Task description: Give back exactly the lines that run from the beginning of the entries to the line containing "for unknown values.", both included, and nothing else.

[Stored data entries]
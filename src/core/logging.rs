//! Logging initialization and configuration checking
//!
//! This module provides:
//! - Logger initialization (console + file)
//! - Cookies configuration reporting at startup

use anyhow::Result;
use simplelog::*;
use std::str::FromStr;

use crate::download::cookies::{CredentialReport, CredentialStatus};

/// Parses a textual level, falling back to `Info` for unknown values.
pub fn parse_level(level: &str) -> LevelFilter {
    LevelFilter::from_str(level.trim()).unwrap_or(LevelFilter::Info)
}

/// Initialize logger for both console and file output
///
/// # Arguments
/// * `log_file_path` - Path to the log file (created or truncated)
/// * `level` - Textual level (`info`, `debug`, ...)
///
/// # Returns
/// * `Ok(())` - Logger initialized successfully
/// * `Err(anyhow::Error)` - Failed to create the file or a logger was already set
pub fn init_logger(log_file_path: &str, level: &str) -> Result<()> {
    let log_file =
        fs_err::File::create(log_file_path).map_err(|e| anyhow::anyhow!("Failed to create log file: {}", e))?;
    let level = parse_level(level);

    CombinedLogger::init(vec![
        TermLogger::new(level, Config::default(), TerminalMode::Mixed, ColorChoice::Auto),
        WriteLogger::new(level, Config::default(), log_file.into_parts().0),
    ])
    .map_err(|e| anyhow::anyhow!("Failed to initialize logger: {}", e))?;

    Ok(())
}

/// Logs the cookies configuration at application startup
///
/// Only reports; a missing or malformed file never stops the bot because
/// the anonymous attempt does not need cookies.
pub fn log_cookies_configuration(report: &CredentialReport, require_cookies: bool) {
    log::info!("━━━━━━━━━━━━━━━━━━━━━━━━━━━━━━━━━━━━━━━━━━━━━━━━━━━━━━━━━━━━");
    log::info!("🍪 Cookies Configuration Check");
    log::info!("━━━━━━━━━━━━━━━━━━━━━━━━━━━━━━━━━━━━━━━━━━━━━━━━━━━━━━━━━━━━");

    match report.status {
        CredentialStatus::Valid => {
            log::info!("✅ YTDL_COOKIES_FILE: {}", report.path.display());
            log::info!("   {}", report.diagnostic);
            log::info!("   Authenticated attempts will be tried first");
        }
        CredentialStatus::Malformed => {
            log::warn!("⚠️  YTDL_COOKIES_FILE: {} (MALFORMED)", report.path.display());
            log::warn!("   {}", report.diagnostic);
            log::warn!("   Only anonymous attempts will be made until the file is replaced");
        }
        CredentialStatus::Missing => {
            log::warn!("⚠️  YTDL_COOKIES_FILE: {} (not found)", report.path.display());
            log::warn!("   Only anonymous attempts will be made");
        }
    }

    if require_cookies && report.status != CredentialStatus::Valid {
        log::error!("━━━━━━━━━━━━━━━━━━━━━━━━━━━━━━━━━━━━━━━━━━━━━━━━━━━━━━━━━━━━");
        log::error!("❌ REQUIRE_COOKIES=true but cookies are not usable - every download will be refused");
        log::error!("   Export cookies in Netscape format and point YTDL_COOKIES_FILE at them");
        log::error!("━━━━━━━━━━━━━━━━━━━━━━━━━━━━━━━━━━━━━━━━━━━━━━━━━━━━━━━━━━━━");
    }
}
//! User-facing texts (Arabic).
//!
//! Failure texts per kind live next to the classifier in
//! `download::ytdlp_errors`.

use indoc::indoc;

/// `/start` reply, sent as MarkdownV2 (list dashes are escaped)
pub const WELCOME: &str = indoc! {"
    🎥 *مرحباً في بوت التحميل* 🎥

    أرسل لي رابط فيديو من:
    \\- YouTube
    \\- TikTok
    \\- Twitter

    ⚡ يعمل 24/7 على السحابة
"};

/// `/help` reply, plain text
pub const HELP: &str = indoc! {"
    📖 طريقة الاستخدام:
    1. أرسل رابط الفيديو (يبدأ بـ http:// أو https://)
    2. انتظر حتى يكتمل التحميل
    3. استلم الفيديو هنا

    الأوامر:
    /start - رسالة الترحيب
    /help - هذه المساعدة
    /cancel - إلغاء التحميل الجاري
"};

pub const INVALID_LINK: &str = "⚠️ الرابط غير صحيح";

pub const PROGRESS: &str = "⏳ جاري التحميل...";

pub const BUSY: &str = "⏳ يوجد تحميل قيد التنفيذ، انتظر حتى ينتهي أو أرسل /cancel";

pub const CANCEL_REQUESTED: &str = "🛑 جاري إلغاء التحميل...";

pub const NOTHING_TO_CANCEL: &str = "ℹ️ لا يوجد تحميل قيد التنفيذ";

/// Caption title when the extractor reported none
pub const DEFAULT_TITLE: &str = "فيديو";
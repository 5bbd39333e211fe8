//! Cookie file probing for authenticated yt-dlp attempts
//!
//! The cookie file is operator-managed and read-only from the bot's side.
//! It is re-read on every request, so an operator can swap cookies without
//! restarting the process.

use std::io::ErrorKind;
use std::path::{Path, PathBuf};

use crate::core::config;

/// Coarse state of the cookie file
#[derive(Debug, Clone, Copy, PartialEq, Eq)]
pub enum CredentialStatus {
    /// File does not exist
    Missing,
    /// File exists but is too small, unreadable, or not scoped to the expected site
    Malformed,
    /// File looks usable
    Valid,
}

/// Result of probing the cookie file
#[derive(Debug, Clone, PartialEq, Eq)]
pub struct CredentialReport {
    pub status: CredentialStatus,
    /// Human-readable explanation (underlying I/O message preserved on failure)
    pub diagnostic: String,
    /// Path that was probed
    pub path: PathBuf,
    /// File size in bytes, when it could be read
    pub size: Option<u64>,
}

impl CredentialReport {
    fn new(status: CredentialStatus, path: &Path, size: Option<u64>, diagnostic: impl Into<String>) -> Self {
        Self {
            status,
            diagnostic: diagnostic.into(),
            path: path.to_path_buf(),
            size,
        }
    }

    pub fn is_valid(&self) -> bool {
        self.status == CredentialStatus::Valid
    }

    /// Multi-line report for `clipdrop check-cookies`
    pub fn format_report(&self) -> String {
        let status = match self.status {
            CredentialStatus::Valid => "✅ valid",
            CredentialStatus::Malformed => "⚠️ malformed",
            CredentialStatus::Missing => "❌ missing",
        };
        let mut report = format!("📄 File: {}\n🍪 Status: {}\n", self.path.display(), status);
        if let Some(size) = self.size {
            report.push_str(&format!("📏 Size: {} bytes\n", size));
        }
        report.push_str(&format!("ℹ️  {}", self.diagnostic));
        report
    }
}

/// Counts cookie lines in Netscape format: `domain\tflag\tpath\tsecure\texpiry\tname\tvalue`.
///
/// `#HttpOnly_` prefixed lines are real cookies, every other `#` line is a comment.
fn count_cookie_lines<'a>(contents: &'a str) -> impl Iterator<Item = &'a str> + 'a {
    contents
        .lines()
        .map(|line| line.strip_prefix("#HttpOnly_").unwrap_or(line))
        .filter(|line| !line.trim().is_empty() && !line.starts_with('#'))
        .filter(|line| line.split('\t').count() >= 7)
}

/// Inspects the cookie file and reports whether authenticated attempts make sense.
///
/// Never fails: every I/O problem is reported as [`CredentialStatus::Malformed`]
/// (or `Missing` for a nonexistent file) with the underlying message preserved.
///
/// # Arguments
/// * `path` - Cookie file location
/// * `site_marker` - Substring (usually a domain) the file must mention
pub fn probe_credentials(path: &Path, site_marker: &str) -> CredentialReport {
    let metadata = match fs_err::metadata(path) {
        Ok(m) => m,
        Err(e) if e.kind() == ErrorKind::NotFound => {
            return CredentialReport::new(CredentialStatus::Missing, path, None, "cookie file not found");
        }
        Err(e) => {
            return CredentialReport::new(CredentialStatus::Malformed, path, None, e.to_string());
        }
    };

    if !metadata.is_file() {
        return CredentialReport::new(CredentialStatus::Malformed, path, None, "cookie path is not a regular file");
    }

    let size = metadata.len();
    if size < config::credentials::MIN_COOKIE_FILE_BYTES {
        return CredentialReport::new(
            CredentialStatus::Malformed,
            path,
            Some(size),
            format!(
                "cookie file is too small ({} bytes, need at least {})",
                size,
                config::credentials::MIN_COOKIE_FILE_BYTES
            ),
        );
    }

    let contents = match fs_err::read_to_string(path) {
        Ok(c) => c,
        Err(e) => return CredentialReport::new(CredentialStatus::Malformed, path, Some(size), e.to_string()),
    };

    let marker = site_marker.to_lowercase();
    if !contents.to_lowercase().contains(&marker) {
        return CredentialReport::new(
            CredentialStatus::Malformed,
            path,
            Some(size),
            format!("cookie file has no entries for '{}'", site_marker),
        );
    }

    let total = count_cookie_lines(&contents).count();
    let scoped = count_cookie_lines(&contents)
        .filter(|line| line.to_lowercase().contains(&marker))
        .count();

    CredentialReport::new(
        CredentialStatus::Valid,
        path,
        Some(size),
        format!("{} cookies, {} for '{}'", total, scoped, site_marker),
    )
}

Output of the task:
filename src/core/logging.rs
//! Logging initialization and configuration checking
//!
//! This module provides:
//! - Logger initialization (console + file)
//! - Cookies configuration reporting at startup

use anyhow::Result;
use simplelog::*;
use std::str::FromStr;

use crate::download::cookies::{CredentialReport, CredentialStatus};

/// Parses a textual level, falling back to `Info` for unknown values.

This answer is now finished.